## Exercise aim
An exact transcription of all the entries below is required.

## Record excerpts

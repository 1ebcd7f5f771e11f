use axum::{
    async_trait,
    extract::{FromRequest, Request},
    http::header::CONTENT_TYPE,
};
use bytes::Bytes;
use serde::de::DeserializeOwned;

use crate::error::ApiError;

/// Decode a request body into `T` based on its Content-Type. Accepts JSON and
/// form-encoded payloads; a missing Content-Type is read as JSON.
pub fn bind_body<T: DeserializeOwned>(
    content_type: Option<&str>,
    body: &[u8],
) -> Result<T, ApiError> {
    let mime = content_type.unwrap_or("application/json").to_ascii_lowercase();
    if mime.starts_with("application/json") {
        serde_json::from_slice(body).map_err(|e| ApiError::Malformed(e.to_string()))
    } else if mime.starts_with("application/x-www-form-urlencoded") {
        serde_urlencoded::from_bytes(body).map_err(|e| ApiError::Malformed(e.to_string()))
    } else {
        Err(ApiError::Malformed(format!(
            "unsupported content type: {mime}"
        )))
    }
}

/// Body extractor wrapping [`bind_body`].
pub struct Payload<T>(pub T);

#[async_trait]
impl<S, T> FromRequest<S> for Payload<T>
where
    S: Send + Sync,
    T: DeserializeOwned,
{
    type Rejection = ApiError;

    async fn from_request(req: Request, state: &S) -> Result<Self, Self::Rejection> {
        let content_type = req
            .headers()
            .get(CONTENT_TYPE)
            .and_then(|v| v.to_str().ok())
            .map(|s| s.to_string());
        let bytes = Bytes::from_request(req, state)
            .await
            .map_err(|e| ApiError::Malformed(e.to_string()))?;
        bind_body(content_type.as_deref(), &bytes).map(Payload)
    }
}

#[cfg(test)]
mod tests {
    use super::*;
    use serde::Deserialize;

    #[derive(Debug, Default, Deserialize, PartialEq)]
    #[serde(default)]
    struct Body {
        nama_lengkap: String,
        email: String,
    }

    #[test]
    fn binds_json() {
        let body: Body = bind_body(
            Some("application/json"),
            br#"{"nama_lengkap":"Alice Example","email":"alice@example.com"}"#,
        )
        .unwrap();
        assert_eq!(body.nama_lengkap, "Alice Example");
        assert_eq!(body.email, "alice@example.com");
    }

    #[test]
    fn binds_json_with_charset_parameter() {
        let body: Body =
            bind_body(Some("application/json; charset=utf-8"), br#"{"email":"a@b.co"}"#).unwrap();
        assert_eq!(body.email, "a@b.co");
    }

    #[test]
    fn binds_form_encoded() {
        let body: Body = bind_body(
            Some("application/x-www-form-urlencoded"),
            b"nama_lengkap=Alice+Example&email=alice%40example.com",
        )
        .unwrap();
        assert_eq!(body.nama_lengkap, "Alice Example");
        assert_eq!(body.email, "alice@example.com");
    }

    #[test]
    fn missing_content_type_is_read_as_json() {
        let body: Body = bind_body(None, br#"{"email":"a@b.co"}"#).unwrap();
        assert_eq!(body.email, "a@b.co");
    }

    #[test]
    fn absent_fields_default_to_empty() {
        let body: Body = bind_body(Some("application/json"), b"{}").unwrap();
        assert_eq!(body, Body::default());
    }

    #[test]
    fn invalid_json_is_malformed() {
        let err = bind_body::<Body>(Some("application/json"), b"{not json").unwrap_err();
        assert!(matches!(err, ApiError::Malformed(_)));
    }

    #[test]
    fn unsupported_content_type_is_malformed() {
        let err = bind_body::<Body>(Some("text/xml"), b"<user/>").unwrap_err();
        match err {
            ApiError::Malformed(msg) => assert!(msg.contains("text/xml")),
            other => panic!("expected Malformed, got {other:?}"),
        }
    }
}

## The answer
repository 1ebcd7f5f771e11f
use axum::{
    async_trait,
    extract::{FromRequest, Request},
    http::header::CONTENT_TYPE,
};
use bytes::Bytes;
use serde::de::DeserializeOwned;

use crate::error::ApiError;

/// Decode a request body into `T` based on its Content-Type. Accepts JSON and
/// form-encoded payloads; a missing Content-Type is read as JSON.
pub fn bind_body<T: DeserializeOwned>(
    content_type: Option<&str>,
    body: &[u8],
) -> Result<T, ApiError> {
    let mime = content_type.unwrap_or("application/json").to_ascii_lowercase();
    if mime.starts_with("application/json") {
        serde_json::from_slice(body).map_err(|e| ApiError::Malformed(e.to_string()))
    } else if mime.starts_with("application/x-www-form-urlencoded") {
        serde_urlencoded::from_bytes(body).map_err(|e| ApiError::Malformed(e.to_string()))
    } else {
        Err(ApiError::Malformed(format!(
            "unsupported content type: {mime}"
        )))
    }
}

/// Body extractor wrapping [`bind_body`].
pub struct Payload<T>(pub T);

#[async_trait]
impl<S, T> FromRequest<S> for Payload<T>
where
    S: Send + Sync,
    T: DeserializeOwned,
{
    type Rejection = ApiError;

    async fn from_request(req: Request, state: &S) -> Result<Self, Self::Rejection> {
        let content_type = req
            .headers()
            .get(CONTENT_TYPE)
            .and_then(|v| v.to_str().ok())
            .map(|s| s.to_string());
        let bytes = Bytes::from_request(req, state)
            .await
            .map_err(|e| ApiError::Malformed(e.to_string()))?;
        bind_body(content_type.as_deref(), &bytes).map(Payload)
    }
}

#[cfg(test)]
mod tests {
    use super::*;
    use serde::Deserialize;

    #[derive(Debug, Default, Deserialize, PartialEq)]
    #[serde(default)]
    struct Body {
        nama_lengkap: String,
        email: String,
    }

    #[test]
    fn binds_json() {
        let body: Body = bind_body(
            Some("application/json"),
            br#"{"nama_lengkap":"Alice Example","email":"alice@example.com"}"#,
        )
        .unwrap();
        assert_eq!(body.nama_lengkap, "Alice Example");
        assert_eq!(body.email, "alice@example.com");
    }

    #[test]
    fn binds_json_with_charset_parameter() {
        let body: Body =
            bind_body(Some("application/json; charset=utf-8"), br#"{"email":"a@b.co"}"#).unwrap();
        assert_eq!(body.email, "a@b.co");
    }

    #[test]
    fn binds_form_encoded() {
        let body: Body = bind_body(
            Some("application/x-www-form-urlencoded"),
            b"nama_lengkap=Alice+Example&email=alice%40example.com",
        )
        .unwrap();
        assert_eq!(body.nama_lengkap, "Alice Example");
        assert_eq!(body.email, "alice@example.com");
    }

    #[test]
    fn missing_content_type_is_read_as_json() {
        let body: Body = bind_body(None, br#"{"email":"a@b.co"}"#).unwrap();
        assert_eq!(body.email, "a@b.co");
    }

    #[test]
    fn absent_fields_default_to_empty() {
        let body: Body = bind_body(Some("application/json"), b"{}").unwrap();
        assert_eq!(body, Body::default());
    }

    #[test]
    fn invalid_json_is_malformed() {
        let err = bind_body::<Body>(Some("application/json"), b"{not json").unwrap_err();
        assert!(matches!(err, ApiError::Malformed(_)));
    }

    #[test]
    fn unsupported_content_type_is_malformed() {
        let err = bind_body::<Body>(Some("text/xml"), b"<user/>").unwrap_err();
        match err {
            ApiError::Malformed(msg) => assert!(msg.contains("text/xml")),
            other => panic!("expected Malformed, got {other:?}"),
        }
    }
}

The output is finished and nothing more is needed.